## Exercise requirements
For the records below, count the lines containing the word "commoncrawl" and reply with the number alone.

## Records to process
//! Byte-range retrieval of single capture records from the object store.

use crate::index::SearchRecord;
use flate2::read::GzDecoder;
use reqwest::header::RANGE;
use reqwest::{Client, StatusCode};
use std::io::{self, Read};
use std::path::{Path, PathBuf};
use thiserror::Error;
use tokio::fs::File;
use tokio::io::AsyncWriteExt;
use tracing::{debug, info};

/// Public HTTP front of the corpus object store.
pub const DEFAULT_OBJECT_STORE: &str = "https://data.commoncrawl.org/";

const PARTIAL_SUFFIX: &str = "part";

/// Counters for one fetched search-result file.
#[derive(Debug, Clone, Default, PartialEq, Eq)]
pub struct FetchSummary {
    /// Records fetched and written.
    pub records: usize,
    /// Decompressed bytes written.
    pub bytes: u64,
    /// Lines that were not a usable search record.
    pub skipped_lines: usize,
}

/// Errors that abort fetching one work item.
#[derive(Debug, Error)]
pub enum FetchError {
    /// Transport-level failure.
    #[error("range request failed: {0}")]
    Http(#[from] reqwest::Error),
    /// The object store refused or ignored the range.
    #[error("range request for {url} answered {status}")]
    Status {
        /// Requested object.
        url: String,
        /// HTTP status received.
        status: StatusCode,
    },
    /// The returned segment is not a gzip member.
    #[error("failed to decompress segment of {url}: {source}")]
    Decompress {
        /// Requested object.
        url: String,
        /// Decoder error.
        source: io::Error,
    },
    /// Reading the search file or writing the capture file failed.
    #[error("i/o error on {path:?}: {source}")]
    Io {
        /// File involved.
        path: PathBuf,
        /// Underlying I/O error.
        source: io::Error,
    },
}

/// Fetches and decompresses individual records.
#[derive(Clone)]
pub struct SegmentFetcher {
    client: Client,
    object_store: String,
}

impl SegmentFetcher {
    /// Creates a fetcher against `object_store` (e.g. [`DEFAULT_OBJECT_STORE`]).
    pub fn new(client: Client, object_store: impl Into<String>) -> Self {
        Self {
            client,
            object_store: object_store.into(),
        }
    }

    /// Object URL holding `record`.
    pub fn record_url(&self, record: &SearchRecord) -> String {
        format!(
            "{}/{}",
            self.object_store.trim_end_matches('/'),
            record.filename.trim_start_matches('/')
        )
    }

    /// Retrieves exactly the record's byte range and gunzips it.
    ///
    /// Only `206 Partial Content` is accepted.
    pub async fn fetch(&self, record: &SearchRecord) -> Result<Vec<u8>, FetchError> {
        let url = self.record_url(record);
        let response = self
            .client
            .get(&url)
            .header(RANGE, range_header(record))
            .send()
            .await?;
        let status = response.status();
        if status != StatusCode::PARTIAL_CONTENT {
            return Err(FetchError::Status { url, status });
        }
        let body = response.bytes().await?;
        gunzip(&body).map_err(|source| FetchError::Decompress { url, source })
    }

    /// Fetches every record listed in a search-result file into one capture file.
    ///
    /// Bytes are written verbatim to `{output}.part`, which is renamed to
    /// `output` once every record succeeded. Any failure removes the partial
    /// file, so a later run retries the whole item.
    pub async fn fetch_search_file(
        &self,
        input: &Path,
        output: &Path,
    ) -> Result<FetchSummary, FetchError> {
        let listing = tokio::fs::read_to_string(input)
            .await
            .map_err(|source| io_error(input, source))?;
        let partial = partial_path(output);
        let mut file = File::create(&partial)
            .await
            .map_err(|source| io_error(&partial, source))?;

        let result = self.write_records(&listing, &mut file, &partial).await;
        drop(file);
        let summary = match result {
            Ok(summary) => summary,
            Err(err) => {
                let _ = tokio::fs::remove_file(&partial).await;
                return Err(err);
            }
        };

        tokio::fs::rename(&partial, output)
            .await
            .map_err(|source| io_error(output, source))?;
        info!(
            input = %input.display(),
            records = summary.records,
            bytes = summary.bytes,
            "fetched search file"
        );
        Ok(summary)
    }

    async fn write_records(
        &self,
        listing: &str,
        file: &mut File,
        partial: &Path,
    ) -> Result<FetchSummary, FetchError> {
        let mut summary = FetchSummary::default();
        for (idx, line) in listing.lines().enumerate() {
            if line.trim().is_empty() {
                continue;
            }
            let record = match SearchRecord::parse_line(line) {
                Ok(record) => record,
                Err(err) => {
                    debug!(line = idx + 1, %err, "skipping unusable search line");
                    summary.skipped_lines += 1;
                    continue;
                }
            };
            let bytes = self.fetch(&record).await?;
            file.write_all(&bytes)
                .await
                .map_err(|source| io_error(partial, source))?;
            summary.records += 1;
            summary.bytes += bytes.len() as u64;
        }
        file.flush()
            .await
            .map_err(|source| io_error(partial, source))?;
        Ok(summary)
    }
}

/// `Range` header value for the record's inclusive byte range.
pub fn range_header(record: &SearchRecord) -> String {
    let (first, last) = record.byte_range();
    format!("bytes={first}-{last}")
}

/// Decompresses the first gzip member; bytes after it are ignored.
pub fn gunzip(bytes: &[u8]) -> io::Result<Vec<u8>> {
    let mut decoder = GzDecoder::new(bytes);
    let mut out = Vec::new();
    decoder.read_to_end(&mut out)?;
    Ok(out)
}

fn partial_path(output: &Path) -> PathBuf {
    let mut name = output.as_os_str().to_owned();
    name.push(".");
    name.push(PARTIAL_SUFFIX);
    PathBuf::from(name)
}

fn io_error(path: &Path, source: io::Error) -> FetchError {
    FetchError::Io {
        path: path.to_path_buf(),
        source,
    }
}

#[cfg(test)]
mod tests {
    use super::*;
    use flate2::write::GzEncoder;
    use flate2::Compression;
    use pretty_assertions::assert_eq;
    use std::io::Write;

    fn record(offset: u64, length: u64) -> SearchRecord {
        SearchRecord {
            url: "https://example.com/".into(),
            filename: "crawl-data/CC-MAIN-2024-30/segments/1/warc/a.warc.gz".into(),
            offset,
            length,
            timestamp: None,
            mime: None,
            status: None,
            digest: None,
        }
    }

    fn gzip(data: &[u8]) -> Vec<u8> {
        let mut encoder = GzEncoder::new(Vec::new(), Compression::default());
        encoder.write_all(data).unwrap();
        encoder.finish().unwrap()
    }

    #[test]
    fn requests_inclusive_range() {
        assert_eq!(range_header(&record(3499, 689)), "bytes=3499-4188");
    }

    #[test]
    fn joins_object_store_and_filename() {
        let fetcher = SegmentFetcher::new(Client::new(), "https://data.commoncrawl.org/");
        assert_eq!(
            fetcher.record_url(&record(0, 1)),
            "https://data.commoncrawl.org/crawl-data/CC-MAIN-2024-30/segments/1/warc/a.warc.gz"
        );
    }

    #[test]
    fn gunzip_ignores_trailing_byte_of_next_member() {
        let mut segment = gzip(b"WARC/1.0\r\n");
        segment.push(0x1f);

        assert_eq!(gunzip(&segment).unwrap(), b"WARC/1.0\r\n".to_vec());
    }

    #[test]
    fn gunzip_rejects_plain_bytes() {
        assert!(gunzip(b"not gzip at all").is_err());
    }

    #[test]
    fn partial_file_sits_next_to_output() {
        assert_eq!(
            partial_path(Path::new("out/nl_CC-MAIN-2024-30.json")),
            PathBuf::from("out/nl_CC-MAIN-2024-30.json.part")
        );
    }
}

## Finished exercise
3